Sous réserve des bonnes conditions (nourriture, température correcte, etc), les microbes peuvent se développer très rapidement. Selon la situation, cela peut être une bonne chose pour les humains (levure se développant dans le moût pour faire de la bière) ou une mauvaise chose (bactérie se développant dans votre gorge causant une angine). Il est important d’avoir des connaissances sur leur croissance, afin de pouvoir prédire ou contrôler leur croissance dans des conditions particulières.

Alors que la croissance des organismes muticelluaires est généralement mesurée en termes d’augmentation de la taille d’un seul organisme, la croissance microbienne est mesurée par l’augmentation de la population, soit en mesurant l’augmentation du nombre de cellules, soit l’augmentation de la masse globale.

Division bactérienne

Les bactéries et les archées se reproduisent uniquement de manière asexuée, tandis que les microbes eucartyotiques peuvent se livrer à une reproduction sexuée ou asexuée. Les bactéries et les archées s’engagent le plus souvent dans un processus connu sous le nom de fission binaire, où une seule cellule se divise en deux cellules de taille égale. D’autres processus moins courants peuvent inclure la fission multiple, le bourgeonnement et la production de spores.

Le processus commence par l’allongement de la cellule, qui nécessite un élargissement minutieux de la membrane cellulaire et de la paroi cellulaire, en plus d’une augmentation du volume cellulaire. La cellule commence à répliquer son ADN, en vue d’avoir deux copies de son chromosome, une pour chaque cellule nouvellement formée. La protéine FtsZ est essentielle à la formation d’un septum, qui se manifeste initialement par un anneau au milieu de la cellule allongée. Après la ségrégation des nucléoïdes à chaque extrémité de la cellule allongée, la formation du septum est achevée, divisant la cellule allongée en deux cellules filles de taille égale.

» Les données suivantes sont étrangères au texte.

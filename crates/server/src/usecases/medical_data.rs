//! Clinical summary of a patient: the latest few entries of the current
//! regimen, allergies and the monitored observations.

use std::cmp::Reverse;

use clinical_core::dto::MedicalData;
use clinical_core::model::{AllergyIntolerance, FhirDateTime, MedicationStatement, Observation};
use clinical_core::Result;

use super::ClinicalUseCases;
use super::observation::VitalSign;
use crate::infrastructure::fhir::FhirRepository;
use crate::infrastructure::resources::{self, patient_params};

/// Entries kept per section
pub const MEDICAL_DATA_COUNT: usize = 3;

const VIRAL_LOAD_CONCEPT: &str = "856";
const CD4_COUNT_CONCEPT: &str = "5497";

fn latest<T>(mut found: Vec<T>, date: impl Fn(&T) -> Option<&FhirDateTime>) -> Vec<T> {
    found.sort_by_key(|r| Reverse(date(r).and_then(FhirDateTime::to_utc)));
    found.truncate(MEDICAL_DATA_COUNT);
    found
}

async fn observations(
    fhir: &dyn FhirRepository,
    patient_id: &str,
    concept_id: &str,
) -> Result<Vec<Observation>> {
    let mut params = patient_params(patient_id);
    params.push(("code".to_string(), concept_id.to_string()));
    params.push(("_sort".to_string(), "-date".to_string()));
    let found: Vec<Observation> = resources::search(fhir, &params).await?;
    Ok(latest(found, Observation::effective_at))
}

impl ClinicalUseCases {
    /// Every section is queried concurrently; any failed query fails the call.
    pub async fn get_medical_data(&self, patient_id: &str) -> Result<MedicalData> {
        let fhir = &*self.infra.fhir;
        let mut params = patient_params(patient_id);
        params.push(("_sort".to_string(), "-date".to_string()));

        let result = tokio::try_join!(
            resources::search::<MedicationStatement>(fhir, &params),
            resources::search::<AllergyIntolerance>(fhir, &params),
            observations(fhir, patient_id, VitalSign::Weight.concept_id()),
            observations(fhir, patient_id, VitalSign::Bmi.concept_id()),
            observations(fhir, patient_id, VIRAL_LOAD_CONCEPT),
            observations(fhir, patient_id, CD4_COUNT_CONCEPT),
        );
        let (regimen, allergies, weight, bmi, viral_load, cd4_count) = match result {
            Ok(sections) => sections,
            Err(e) => {
                tracing::error!(target: "error_tracking", patient_id, error = %e, "Medical data query failed");
                return Err(e);
            }
        };

        Ok(MedicalData {
            regimen: latest(regimen, MedicationStatement::effective_at),
            allergies: latest(allergies, |a| a.recorded_date.as_ref()),
            weight,
            bmi,
            viral_load,
            cd4_count,
        })
    }
}

#[cfg(test)]
mod tests {
    use super::super::fakes::Fakes;
    use super::*;
    use serde_json::json;

    fn observation(fakes: &Fakes, id: &str, code: &str, at: &str) {
        fakes.fhir.insert(json!({
            "resourceType": "Observation",
            "id": id,
            "status": "final",
            "code": {"coding": [{"system": "/orgs/CIEL/sources/CIEL/concepts", "code": code}]},
            "subject": {"reference": "Patient/p1"},
            "effectiveInstant": at
        }));
    }

    fn ids(found: &[Observation]) -> Vec<&str> {
        found.iter().filter_map(|o| o.id.as_deref()).collect()
    }

    #[tokio::test]
    async fn test_latest_three_per_section() {
        let fakes = Fakes::new();
        for (i, month) in ["01", "02", "03", "04", "05"].iter().enumerate() {
            observation(&fakes, &format!("w{i}"), "5089", &format!("2024-{month}-01T08:00:00Z"));
        }
        observation(&fakes, "vl", VIRAL_LOAD_CONCEPT, "2024-02-01T08:00:00Z");
        observation(&fakes, "other", "5088", "2024-02-01T08:00:00Z");
        fakes.fhir.insert(json!({
            "resourceType": "AllergyIntolerance",
            "id": "a1",
            "patient": {"reference": "Patient/p1"},
            "recordedDate": "2024-03-01T10:00:00Z"
        }));
        fakes.fhir.insert(json!({
            "resourceType": "MedicationStatement",
            "id": "m1",
            "status": "active",
            "medicationCodeableConcept": {"text": "TDF/3TC/DTG"},
            "subject": {"reference": "Patient/p1"},
            "effectiveDateTime": "2024-01-15"
        }));

        let data = fakes.usecases().get_medical_data("p1").await.unwrap();

        assert_eq!(ids(&data.weight), vec!["w4", "w3", "w2"]);
        assert_eq!(ids(&data.viral_load), vec!["vl"]);
        assert!(data.bmi.is_empty());
        assert!(data.cd4_count.is_empty());
        assert_eq!(data.allergies.len(), 1);
        assert_eq!(data.regimen[0].id.as_deref(), Some("m1"));
    }

    #[tokio::test]
    async fn test_failed_section_fails_the_call() {
        let fakes = Fakes::new();
        observation(&fakes, "w1", "5089", "2024-01-01T08:00:00Z");
        fakes.fhir.fail_search("AllergyIntolerance");

        let err = fakes.usecases().get_medical_data("p1").await.unwrap_err();
        assert!(matches!(err, clinical_core::ClinicalError::Upstream { .. }));
    }
}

L’ensemble du processus ou cycle cellulaire peut prendre aussi peu que 20 minutes pour une culture active de bactéries E. coli.

Courbe de croissance

Puisque les bactéries sont faciles à cultiver en laboratoire, leur croissance a été largement étudiée. Il a été déterminé que dans un système fermé ou une culture par lots (pas d’ajout de nourriture, pas d’élimination de déchets), les bactéries se développent selon un modèle prévisible, ce qui entraîne une courbe de croissance composée de quatre phases distinctes de croissance : la phase de latence, la phase exponentielle ou logarithmique, la phase stationnaire et la phase de mort ou de déclin. En outre, cette courbe de croissance peut donner le temps de génération pour un organisme particulier – la quantité de temps qu’il faut pour que la population double.

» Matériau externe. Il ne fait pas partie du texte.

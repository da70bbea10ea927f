use std::cmp::Reverse;
use std::fmt;
use std::str::FromStr;

use chrono::Utc;
use tracing::info;

use clinical_core::dto::{ObservationInput, ObservationOutput, VitalSignEvent};
use clinical_core::model::{
    CodeableConcept, Coding, Effective, Encounter, FhirDateTime, Observation, ObservationValue,
    Quantity, Reference,
};
use clinical_core::{ClinicalError, Resource, Result};

use super::ClinicalUseCases;
use crate::infrastructure::events::{VITALS_TOPIC, publish_best_effort};
use crate::infrastructure::resources::{self, patient_params};
use crate::infrastructure::tenant::TenantContext;

const OBSERVATION_CATEGORY_SYSTEM: &str =
    "http://terminology.hl7.org/CodeSystem/observation-category";

/// Vital signs with their CIEL concept and value shape
#[derive(Debug, Clone, Copy, PartialEq, Eq)]
pub enum VitalSign {
    Temperature,
    Height,
    Weight,
    RespiratoryRate,
    PulseRate,
    BloodPressure,
    Bmi,
}

impl VitalSign {
    pub const ALL: &'static [VitalSign] = &[
        VitalSign::Temperature,
        VitalSign::Height,
        VitalSign::Weight,
        VitalSign::RespiratoryRate,
        VitalSign::PulseRate,
        VitalSign::BloodPressure,
        VitalSign::Bmi,
    ];

    pub fn concept_id(&self) -> &'static str {
        match self {
            VitalSign::Temperature => "5088",
            VitalSign::Height => "5090",
            VitalSign::Weight => "5089",
            VitalSign::RespiratoryRate => "5242",
            VitalSign::PulseRate => "5087",
            VitalSign::BloodPressure => "5085",
            VitalSign::Bmi => "1342",
        }
    }

    /// URL segment naming the vital
    pub fn slug(&self) -> &'static str {
        match self {
            VitalSign::Temperature => "temperature",
            VitalSign::Height => "height",
            VitalSign::Weight => "weight",
            VitalSign::RespiratoryRate => "respiratory-rate",
            VitalSign::PulseRate => "pulse-rate",
            VitalSign::BloodPressure => "blood-pressure",
            VitalSign::Bmi => "bmi",
        }
    }

    /// UCUM unit of a numeric vital; `None` for free-text readings
    fn unit(&self) -> Option<&'static str> {
        match self {
            VitalSign::Temperature => Some("Cel"),
            VitalSign::Height => Some("cm"),
            VitalSign::Weight => Some("kg"),
            VitalSign::RespiratoryRate | VitalSign::PulseRate => Some("/min"),
            VitalSign::Bmi => Some("kg/m2"),
            VitalSign::BloodPressure => None,
        }
    }

    /// Parse a reading into the vital's value shape.
    pub fn value(&self, raw: &str) -> Result<ObservationValue> {
        let raw = raw.trim();
        match self.unit() {
            Some(unit) => {
                // `f64::from_str` takes "NaN" and "inf", which JSON stores as null.
                let value = raw
                    .parse::<f64>()
                    .ok()
                    .filter(|v| v.is_finite())
                    .ok_or_else(|| {
                        ClinicalError::validation(format!("{} must be numeric, got '{}'", self, raw))
                    })?;
                Ok(ObservationValue::Quantity(Quantity::ucum(value, unit)))
            }
            None => Ok(ObservationValue::String(raw.to_string())),
        }
    }
}

impl fmt::Display for VitalSign {
    fn fmt(&self, f: &mut fmt::Formatter<'_>) -> fmt::Result {
        f.write_str(self.slug())
    }
}

impl FromStr for VitalSign {
    type Err = ClinicalError;

    fn from_str(s: &str) -> Result<Self> {
        VitalSign::ALL
            .iter()
            .find(|v| v.slug() == s)
            .copied()
            .ok_or_else(|| ClinicalError::validation(format!("unknown vital sign: {s}")))
    }
}

fn vital_signs_category() -> CodeableConcept {
    CodeableConcept::from_coding(Coding::new(
        OBSERVATION_CATEGORY_SYSTEM,
        "vital-signs",
        "Vital Signs",
    ))
}

pub(crate) fn observation_output(observation: &Observation) -> Result<ObservationOutput> {
    let patient_id = match &observation.subject {
        Some(subject) => subject.literal()?.id,
        None => String::new(),
    };
    let encounter_id = match &observation.encounter {
        Some(encounter) => encounter.literal()?.id,
        None => String::new(),
    };
    let name = observation
        .code
        .text
        .clone()
        .or_else(|| observation.code.coding.iter().find_map(|c| c.display.clone()))
        .unwrap_or_default();

    Ok(ObservationOutput {
        id: observation.id.clone().unwrap_or_default(),
        status: observation.status,
        name,
        value: observation.value.as_ref().map(ObservationValue::render).unwrap_or_default(),
        patient_id,
        encounter_id,
        time_recorded: observation.effective_at().map(ToString::to_string),
    })
}

impl ClinicalUseCases {
    /// Record one observation against an open encounter.
    ///
    /// Validates, loads and checks the encounter, resolves the concept and
    /// tenant tags, then writes. Any failure before the write leaves nothing
    /// behind.
    pub async fn record_observation(
        &self,
        ctx: &TenantContext,
        input: ObservationInput,
        concept_id: &str,
        value: ObservationValue,
    ) -> Result<ObservationOutput> {
        input.validate()?;

        let encounter: Encounter = self.open_encounter(&input.encounter_id).await?;
        let patient_id = encounter.patient_id()?;
        let concept = self.concept(concept_id).await?;
        let (tenant, meta) = self.tenant_tags(ctx).await?;

        let mut observation = Observation::new(input.status, self.concept_to_codeable_concept(&concept));
        observation.meta = Some(meta);
        observation.category = vec![vital_signs_category()];
        observation.subject = encounter.subject.clone();
        observation.encounter = Some(Reference::to(Encounter::RESOURCE_TYPE, &input.encounter_id));
        observation.effective = Some(Effective::Instant(FhirDateTime::now()));
        observation.value = Some(value);

        let created = resources::create(&*self.infra.fhir, &observation).await?;
        info!(
            observation_id = ?created.id,
            encounter_id = %input.encounter_id,
            concept_id,
            "Recorded observation"
        );

        let output = observation_output(&created)?;
        let event = VitalSignEvent {
            patient_id,
            organization_id: tenant.organization_id,
            name: concept.display_name,
            concept_id: Some(concept.id),
            value: output.value.clone(),
            date: Utc::now(),
        };
        publish_best_effort(&*self.infra.events, VITALS_TOPIC, &event).await;

        Ok(output)
    }

    pub async fn record_vital_sign(
        &self,
        ctx: &TenantContext,
        vital: VitalSign,
        input: ObservationInput,
    ) -> Result<ObservationOutput> {
        input.validate()?;
        let value = vital.value(&input.value)?;
        self.record_observation(ctx, input, vital.concept_id(), value).await
    }

    pub async fn record_temperature(&self, ctx: &TenantContext, input: ObservationInput) -> Result<ObservationOutput> {
        self.record_vital_sign(ctx, VitalSign::Temperature, input).await
    }

    pub async fn record_height(&self, ctx: &TenantContext, input: ObservationInput) -> Result<ObservationOutput> {
        self.record_vital_sign(ctx, VitalSign::Height, input).await
    }

    pub async fn record_weight(&self, ctx: &TenantContext, input: ObservationInput) -> Result<ObservationOutput> {
        self.record_vital_sign(ctx, VitalSign::Weight, input).await
    }

    pub async fn record_respiratory_rate(&self, ctx: &TenantContext, input: ObservationInput) -> Result<ObservationOutput> {
        self.record_vital_sign(ctx, VitalSign::RespiratoryRate, input).await
    }

    pub async fn record_pulse_rate(&self, ctx: &TenantContext, input: ObservationInput) -> Result<ObservationOutput> {
        self.record_vital_sign(ctx, VitalSign::PulseRate, input).await
    }

    pub async fn record_blood_pressure(&self, ctx: &TenantContext, input: ObservationInput) -> Result<ObservationOutput> {
        self.record_vital_sign(ctx, VitalSign::BloodPressure, input).await
    }

    pub async fn record_bmi(&self, ctx: &TenantContext, input: ObservationInput) -> Result<ObservationOutput> {
        self.record_vital_sign(ctx, VitalSign::Bmi, input).await
    }

    /// The patient's observations, newest first, optionally limited to one concept.
    pub async fn get_patient_observations(
        &self,
        patient_id: &str,
        concept_id: Option<&str>,
    ) -> Result<Vec<ObservationOutput>> {
        let mut params = patient_params(patient_id);
        if let Some(code) = concept_id {
            params.push(("code".to_string(), code.to_string()));
        }
        let mut observations: Vec<Observation> =
            resources::search(&*self.infra.fhir, &params).await?;
        observations.sort_by_key(|o| Reverse(o.effective_at().and_then(FhirDateTime::to_utc)));
        observations.iter().map(observation_output).collect()
    }

    pub async fn get_patient_vital_entries(
        &self,
        patient_id: &str,
        vital: VitalSign,
    ) -> Result<Vec<ObservationOutput>> {
        self.get_patient_observations(patient_id, Some(vital.concept_id())).await
    }
}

Courbe de croissance bactérienne
Courbe de croissance bactérienne. Par Michał Komorniczak. Si vous utilisez sur votre site web ou dans votre publication mes images (originales ou modifiées), vous êtes prié de me donner des détails : Michał Komorniczak (Pologne) ou Michal Komorniczak (Pologne). Pour plus d’informations, écrivez à mon adresse électronique : [email protected] , via Wikimedia Commons

Les détails associés à chaque courbe de croissance (nombre de cellules, durée de chaque phase, rapidité de la croissance ou de la mort, durée globale) varieront d’un organisme à l’autre ou même avec des conditions différentes pour le même organisme. Mais le modèle des quatre phases distinctes de croissance restera généralement.

Phase de latence

La phase de latence est une période d’adaptation, où les bactéries s’ajustent à leurs nouvelles conditions. La durée de la phase de latence peut varier considérablement, en fonction de la différence entre les conditions de départ et les conditions d’arrivée des bactéries, ainsi que de l’état des cellules bactériennes elles-mêmes. Les cellules en croissance active transférées d’un type de milieu dans le même type de milieu, avec les mêmes conditions environnementales, auront la période de latence la plus courte. Les cellules endommagées auront une longue période de latence, car elles doivent se réparer avant de pouvoir s’engager dans la reproduction.

Typiquement, les cellules en période de latence synthétisent de l’ARN, des enzymes et des métabolites essentiels qui pourraient manquer dans leur nouvel environnement (comme les facteurs de croissance ou les macromolécules), et s’adaptent aux changements environnementaux tels que les changements de température, de pH ou de disponibilité en oxygène. Elles peuvent également entreprendre toute réparation nécessaire des cellules blessées.

Phase exponentielle ou logarithmique

Une fois que les cellules ont accumulé tout ce dont elles ont besoin pour leur croissance, elles procèdent à la division cellulaire. La phase exponentielle ou logarithmique de la croissance est marquée par des doublements prévisibles de la population, où 1 cellule devient 2 cellules, devient 4, devient 8, etc. Des conditions optimales pour les cellules entraîneront une croissance très rapide (et une pente plus forte sur la courbe de croissance), tandis que des conditions moins qu’idéales entraîneront une croissance plus lente. Les cellules en phase exponentielle de croissance sont les plus saines et les plus uniformes, ce qui explique pourquoi la plupart des expériences utilisent des cellules de cette phase.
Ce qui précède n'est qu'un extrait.